P2p loans as an investment idea

P2P lending as an investment idea. In times of low interest rates, a (monetary) policy that seems to aim more and more at expropriating the saver (keyword: negative interest rates…), the private saver has almost only the possibility to try out new ways and partly also to take new risks. Because as everyone knows: there is no such thing as a high return without risk!

For me it is particularly important that the risks taken must be calculable and that I am not threatened in the worst case scenario in my economic existence. After all, zero interest on something is still better than 30 percent on nothing.

Such a new way of investing could be the p2p lending platforms that are currently becoming more popular. So the investment form of P2P loans. I have therefore included them as one of my investment pillars. I have decided to use the platform MINTOS*. I will explain why below.

No return without risk

It is worth mentioning that I only started investing at the end of may with a rather small sum of 600 euros in order to gain experience and not to take too high a risk immediately. Just because with such new trends you can't know how they will develop in the future. The business field of P2P loans is still quite young and unfortunately we know: fin-techs come and go..

After almost a month, my statistics look like this:

So you see, currently I have a return of about 12.7% p with my loans given out.A. Generates. I invest only 10 euros per loan to get a particularly high spread, which in turn brings higher security with it. All in all, I have at least 60 loans running in parallel at the moment. On some platforms investments are possible only starting from 25 euro per credit.

Whether the return after exactly one year is also so much (or more), whether some loans fail or other things happen on the platform, I will then report to you. In purely mathematical terms, at 12.7 percent interest, I should have at least 676.20 euros in my account at the end of may 2017. As I said, if it comes like this, I will report to you.

What are the platforms for P2P loans?

Some may have already stopped reading at the word "loan". But in this case, you are not taking out a loan, you are lending to private individuals. There are several such platforms, I myself am currently only active on the platform mintos* and can therefore only make halfway reliable statements about this platform. Other platforms besides mintos* are:

This list is not exhaustive, there are now many platforms on the net.

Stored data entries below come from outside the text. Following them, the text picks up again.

//! Walk the approval queue and decide what happens to each submission.

use crate::error::{ReconcileError, Result};
use crate::grid::Cell;
use crate::sheet_util::{QueueLayout, pending};
use crate::{Approval, PendingEntry};

/// What a run does with one queue row.
#[derive(Debug, Copy, Clone, PartialEq, Eq)]
pub enum RowAction {
    /// Still waiting on a reviewer. Never consumed.
    Skip,
    /// Disapproved: deleted without touching the leaderboard.
    ConsumeOnly,
    /// Approved: credited to the leaderboard, then deleted.
    ConsumeAndAggregate,
}

impl From<Approval> for RowAction {
    fn from(approval: Approval) -> Self {
        match approval {
            Approval::Pending => RowAction::Skip,
            Approval::Disapproved => RowAction::ConsumeOnly,
            Approval::Approved => RowAction::ConsumeAndAggregate,
        }
    }
}

/// An approved submission and where it sits in the queue.
#[derive(Debug, Clone, PartialEq)]
pub struct ApprovedRow {
    /// Offset from the first data row.
    pub offset: usize,
    /// Absolute sheet row.
    pub row: usize,
    pub entry: PendingEntry,
}

/// Result of scanning the queue once.
#[derive(Debug, Clone, PartialEq, Default)]
pub struct QueueScan {
    /// Reviewed rows at the top of the queue. They are always the first `consumed` data rows.
    pub consumed: usize,
    pub approved: Vec<ApprovedRow>,
    pub disapproved: usize,
    pub pending: usize,
}

impl QueueScan {
    /// Offsets of every reviewed row, ascending.
    pub fn consumed_offsets(&self) -> Vec<usize> {
        (0..self.consumed).collect()
    }
}

/// Scan the data rows of a queue that has been grouped by `sort_for_batch`.
/// Stops at the first entirely blank row. Approved rows are parsed in full; disapproved
/// rows only need a valid approval cell.
///
/// # Errors
/// Returns `QueueNotGrouped` if a reviewed row follows a pending one, since the
/// reviewed rows could then not be deleted as one block, and `MalformedRow` if an
/// approved row cannot be parsed.
pub fn scan_queue(rows: &[Vec<Cell>], layout: &QueueLayout) -> Result<QueueScan> {
    let mut scan = QueueScan::default();

    for (offset, cells) in rows.iter().enumerate() {
        if cells.iter().all(Cell::is_blank) {
            break;
        }
        let row = layout.header_rows + offset;
        let approval = pending::row_approval(cells, layout, row)?;

        match RowAction::from(approval) {
            RowAction::Skip => {
                scan.pending += 1;
                continue;
            }
            _ if scan.pending > 0 => return Err(ReconcileError::QueueNotGrouped { row }),
            RowAction::ConsumeOnly => scan.disapproved += 1,
            RowAction::ConsumeAndAggregate => {
                let entry = pending::row_to_entry(cells, layout, row)?;
                scan.approved.push(ApprovedRow { offset, row, entry });
            }
        }
        scan.consumed += 1;
    }

    log::debug!(
        "Scanned queue: {} approved, {} disapproved, {} pending",
        scan.approved.len(),
        scan.disapproved,
        scan.pending
    );
    Ok(scan)
}

#[cfg(test)]
mod tests {
    use super::*;
    use crate::Tier;

    fn row(name: &str, points: f64, tier: &str, approval: &str) -> Vec<Cell> {
        vec![
            Cell::Empty,
            Cell::text(name),
            Cell::Number(points),
            Cell::text("activity"),
            Cell::text(tier),
            Cell::text(approval),
        ]
    }

    #[test_log::test]
    fn test_scan_classifies_rows() {
        let layout = QueueLayout::default();
        let rows = vec![
            row("A", 10.0, "Tier 1", "Approved"),
            row("B", 5.0, "Tier 2", "Disapproved"),
            row("C", 1.0, "Tier 3", ""),
        ];
        let scan = scan_queue(&rows, &layout).unwrap();
        assert_eq!(scan.consumed, 2);
        assert_eq!(scan.disapproved, 1);
        assert_eq!(scan.pending, 1);
        assert_eq!(scan.approved.len(), 1);
        assert_eq!(scan.approved[0].offset, 0);
        assert_eq!(scan.approved[0].row, 2);
        assert_eq!(scan.approved[0].entry.tier, Tier::Tier1);
        assert_eq!(scan.consumed_offsets(), vec![0, 1]);
    }

    #[test_log::test]
    fn test_scan_stops_at_blank_row() {
        let layout = QueueLayout::default();
        let rows = vec![
            row("A", 10.0, "Tier 1", "Approved"),
            vec![Cell::Empty; 6],
            row("stale", 99.0, "Tier 1", "Approved"),
        ];
        let scan = scan_queue(&rows, &layout).unwrap();
        assert_eq!(scan.consumed, 1);
        assert_eq!(scan.approved.len(), 1);
    }

    #[test_log::test]
    fn test_scan_rejects_ungrouped_queue() {
        let layout = QueueLayout::default();
        let rows = vec![
            row("A", 10.0, "Tier 1", ""),
            row("B", 5.0, "Tier 2", "Approved"),
        ];
        let err = scan_queue(&rows, &layout).unwrap_err();
        assert!(matches!(err, ReconcileError::QueueNotGrouped { row: 3 }));
    }

    #[test_log::test]
    fn test_scan_disapproved_row_needs_no_valid_fields() {
        let layout = QueueLayout::default();
        let rows = vec![row("", 0.0, "not a tier", "Disapproved")];
        let scan = scan_queue(&rows, &layout).unwrap();
        assert_eq!(scan.consumed, 1);
        assert_eq!(scan.disapproved, 1);
    }

    #[test_log::test]
    fn test_scan_approved_row_must_parse() {
        let layout = QueueLayout::default();
        let rows = vec![row("A", 10.0, "Tier 9", "Approved")];
        assert!(matches!(
            scan_queue(&rows, &layout).unwrap_err(),
            ReconcileError::MalformedRow { row: 2, .. }
        ));
    }

    #[test_log::test]
    fn test_scan_rejects_unknown_approval() {
        let layout = QueueLayout::default();
        let rows = vec![row("A", 10.0, "Tier 1", "Yes")];
        assert!(scan_queue(&rows, &layout).is_err());
    }

    #[test_log::test]
    fn test_scan_empty_queue() {
        let scan = scan_queue(&[], &QueueLayout::default()).unwrap();
        assert_eq!(scan, QueueScan::default());
    }
}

But in various reports the mentioned are always classified as reliable and serious (as of today!).

I am not advertising one or another platform either, as all have their advantages and disadvantages. Best have a look at all of them and find out about them before you invest.

The whole thing now works like this:

– banks lend to private individuals (so the loans on mintos are pre-funded)

– banks post loans on mintos* so investors can buy into them

– your share earns interest every day, in my case currently at 12.7 percent

– special highlight: when loans are repurchased, you earn interest or deposit more money, you can have the money automatically reinvested at parameters you set using auto-invest. In this way you exploit quasi directly and automatically the compound interest effect, the anti-aircraft gun of wealth accumulation. Theoretically, you make your settings once and then no longer have to look into the account, while your money increases almost risk-free.

Just in relation to mintos, here is a detailed explanation of the provider.

Who gets my money?

In the case of mintos*, we are dealing with private individuals from eastern europe or the baltic states. The baltic states, to whom you lend your money.

"I am supposed to entrust my money to people from the baltic states in the hope that they will pay me back? And then still at such high interest rates?! Are you mad?!"

Well I have to say, that was exactly my thought process at first, which is why I quickly walked away from the idea…Initially. My money was more important to me.

But one small detail immediately made me change my mind again:

At mintos there is a repurchase guarantee (. ) for the loans

That means you can decide to invest only in loans with repurchase guarantee.

What does repurchase guarantee mean?

If the loans are not serviced by the creditors for more than 60 days, the bank (called "loan originator" on mintos) buys back the loan and pays back each investor his share plus. Daily interest.

You invest 100 euro in a loan. The creditor no longer repays it. The bank (loan originator) buys back the loan after 60 days and initiates collection action against the creditor. You get your 100 euro back plus the agreed interest until the day of repayment.

In fact, it means that currently on mintos* as an investor you have no risk whatsoever as far as loans are concerned.

That was it then nevertheless which convinced me to give the thing times a chance.

Where is the catch?

Well now, that's exactly what I'm honestly wondering right now too. Because 12,7 % p.A. Return or more without risk, that usually does not exist. So if I find out a downside or discover the "catch" here as well, I'll follow up with you guys. By the way: investing on mintos* is currently free of charge and without any fees (!). Mintos only earns when you resell your loans on the secondary market.

At the moment, however, it looks like there is actually no risk, except that of mintos going bust as a company itself. But even then your money should not be gone, because you never invested in mintos itself. After all, the platform only brokers. It will just be a long process to get your money back.

I am not familiar enough with bankruptcy of companies and the procedure to be able to make a reliable statement about it.